What is being asked ▸
Begin at the line below that has "repository a63c506b20ab6b34" and stop after the line that has "on every branch". Please restate only those lines, word for word.

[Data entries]
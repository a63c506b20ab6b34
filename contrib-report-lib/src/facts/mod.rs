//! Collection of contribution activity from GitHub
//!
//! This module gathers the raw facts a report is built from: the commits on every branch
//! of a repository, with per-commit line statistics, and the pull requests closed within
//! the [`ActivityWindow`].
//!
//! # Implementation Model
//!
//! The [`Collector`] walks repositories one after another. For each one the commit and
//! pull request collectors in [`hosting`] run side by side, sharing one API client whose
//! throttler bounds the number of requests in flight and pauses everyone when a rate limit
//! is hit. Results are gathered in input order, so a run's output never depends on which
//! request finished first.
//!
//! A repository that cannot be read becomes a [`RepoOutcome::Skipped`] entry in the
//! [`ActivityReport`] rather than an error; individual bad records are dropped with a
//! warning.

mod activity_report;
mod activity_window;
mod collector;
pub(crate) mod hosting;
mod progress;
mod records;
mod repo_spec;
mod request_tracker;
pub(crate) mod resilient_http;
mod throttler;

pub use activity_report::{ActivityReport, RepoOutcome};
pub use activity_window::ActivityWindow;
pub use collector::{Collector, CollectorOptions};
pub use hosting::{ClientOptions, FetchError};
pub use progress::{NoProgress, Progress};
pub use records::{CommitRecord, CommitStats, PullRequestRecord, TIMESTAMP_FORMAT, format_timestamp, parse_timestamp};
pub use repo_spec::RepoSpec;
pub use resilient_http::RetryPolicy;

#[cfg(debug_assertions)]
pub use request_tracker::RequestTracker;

==

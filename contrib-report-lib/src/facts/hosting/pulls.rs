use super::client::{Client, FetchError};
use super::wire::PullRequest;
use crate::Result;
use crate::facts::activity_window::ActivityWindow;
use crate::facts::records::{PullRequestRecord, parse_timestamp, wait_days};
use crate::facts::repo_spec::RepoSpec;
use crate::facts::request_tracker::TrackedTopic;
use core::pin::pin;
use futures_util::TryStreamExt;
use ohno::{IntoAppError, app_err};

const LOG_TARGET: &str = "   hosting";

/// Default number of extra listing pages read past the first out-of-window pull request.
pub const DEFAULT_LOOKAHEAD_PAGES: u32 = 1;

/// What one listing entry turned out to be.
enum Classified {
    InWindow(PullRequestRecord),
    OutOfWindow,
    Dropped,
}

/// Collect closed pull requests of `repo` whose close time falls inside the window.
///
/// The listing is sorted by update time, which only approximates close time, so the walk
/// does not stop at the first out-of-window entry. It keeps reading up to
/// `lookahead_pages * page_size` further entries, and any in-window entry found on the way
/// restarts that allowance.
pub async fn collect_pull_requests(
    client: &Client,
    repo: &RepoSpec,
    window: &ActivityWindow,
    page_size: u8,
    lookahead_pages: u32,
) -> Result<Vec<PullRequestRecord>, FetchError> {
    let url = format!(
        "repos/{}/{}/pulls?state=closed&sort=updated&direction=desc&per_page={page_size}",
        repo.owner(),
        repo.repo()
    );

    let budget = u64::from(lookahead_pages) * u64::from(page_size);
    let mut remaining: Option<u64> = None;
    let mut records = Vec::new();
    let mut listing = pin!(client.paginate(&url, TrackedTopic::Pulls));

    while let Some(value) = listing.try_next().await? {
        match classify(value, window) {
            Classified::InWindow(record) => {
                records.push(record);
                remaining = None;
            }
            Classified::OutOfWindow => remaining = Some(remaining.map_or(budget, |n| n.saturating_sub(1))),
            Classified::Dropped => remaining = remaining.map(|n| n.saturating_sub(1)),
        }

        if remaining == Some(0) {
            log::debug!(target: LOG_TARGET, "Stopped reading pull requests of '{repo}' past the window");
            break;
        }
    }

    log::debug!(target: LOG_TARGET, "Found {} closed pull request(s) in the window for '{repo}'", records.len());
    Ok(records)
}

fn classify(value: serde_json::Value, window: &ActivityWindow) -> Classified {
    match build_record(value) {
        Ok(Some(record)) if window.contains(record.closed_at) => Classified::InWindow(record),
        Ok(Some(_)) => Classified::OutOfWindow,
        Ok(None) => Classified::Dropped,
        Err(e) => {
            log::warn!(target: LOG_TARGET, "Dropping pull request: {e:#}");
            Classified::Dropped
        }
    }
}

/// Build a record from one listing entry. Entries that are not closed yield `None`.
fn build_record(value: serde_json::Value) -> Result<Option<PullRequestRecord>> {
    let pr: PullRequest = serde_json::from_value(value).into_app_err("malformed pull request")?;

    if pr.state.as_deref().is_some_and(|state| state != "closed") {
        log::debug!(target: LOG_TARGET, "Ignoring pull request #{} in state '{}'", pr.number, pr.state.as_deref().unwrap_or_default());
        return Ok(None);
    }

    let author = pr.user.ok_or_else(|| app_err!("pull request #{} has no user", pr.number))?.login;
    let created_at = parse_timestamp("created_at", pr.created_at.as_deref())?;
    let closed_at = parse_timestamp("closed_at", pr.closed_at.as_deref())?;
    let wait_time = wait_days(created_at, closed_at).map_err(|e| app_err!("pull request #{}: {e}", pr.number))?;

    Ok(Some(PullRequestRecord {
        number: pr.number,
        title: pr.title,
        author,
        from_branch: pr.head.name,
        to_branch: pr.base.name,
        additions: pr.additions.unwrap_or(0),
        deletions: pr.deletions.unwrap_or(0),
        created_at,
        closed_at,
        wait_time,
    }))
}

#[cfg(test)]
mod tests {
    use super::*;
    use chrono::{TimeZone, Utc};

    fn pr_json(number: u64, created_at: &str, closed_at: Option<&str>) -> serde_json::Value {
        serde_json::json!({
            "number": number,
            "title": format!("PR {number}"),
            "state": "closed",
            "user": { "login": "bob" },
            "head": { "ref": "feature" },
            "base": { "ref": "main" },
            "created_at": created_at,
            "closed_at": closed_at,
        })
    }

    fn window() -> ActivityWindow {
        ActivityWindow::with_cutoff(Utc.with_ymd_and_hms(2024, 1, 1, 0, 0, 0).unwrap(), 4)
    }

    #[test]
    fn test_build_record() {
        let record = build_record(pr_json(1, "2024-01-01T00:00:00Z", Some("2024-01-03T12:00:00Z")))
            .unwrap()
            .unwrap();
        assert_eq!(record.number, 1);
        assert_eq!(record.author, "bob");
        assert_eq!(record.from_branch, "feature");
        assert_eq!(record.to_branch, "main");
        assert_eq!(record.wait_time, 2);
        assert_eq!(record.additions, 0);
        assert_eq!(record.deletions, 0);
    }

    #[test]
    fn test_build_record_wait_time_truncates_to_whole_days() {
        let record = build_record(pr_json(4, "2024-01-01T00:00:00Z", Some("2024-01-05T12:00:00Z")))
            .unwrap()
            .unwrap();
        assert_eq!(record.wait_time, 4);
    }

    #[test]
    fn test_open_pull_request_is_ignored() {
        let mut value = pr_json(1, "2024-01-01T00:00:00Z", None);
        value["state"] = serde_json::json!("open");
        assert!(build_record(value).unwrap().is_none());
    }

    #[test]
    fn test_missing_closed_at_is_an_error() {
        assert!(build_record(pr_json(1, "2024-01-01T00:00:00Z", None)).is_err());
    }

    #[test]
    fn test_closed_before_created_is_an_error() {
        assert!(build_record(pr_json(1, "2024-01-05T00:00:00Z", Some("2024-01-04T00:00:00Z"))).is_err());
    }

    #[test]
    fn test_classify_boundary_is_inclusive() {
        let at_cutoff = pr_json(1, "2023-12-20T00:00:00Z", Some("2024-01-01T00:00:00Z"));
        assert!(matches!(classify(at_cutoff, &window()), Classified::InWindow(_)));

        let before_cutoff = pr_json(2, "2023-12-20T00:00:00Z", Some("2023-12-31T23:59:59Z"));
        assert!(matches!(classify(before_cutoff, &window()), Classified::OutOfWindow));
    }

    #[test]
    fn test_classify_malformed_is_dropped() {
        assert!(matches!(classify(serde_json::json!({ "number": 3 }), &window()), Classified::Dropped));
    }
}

Task output ▸
repository a63c506b20ab6b34
filename contrib-report-lib/src/facts/mod.rs
//! Collection of contribution activity from GitHub
//!
//! This module gathers the raw facts a report is built from: the commits on every branch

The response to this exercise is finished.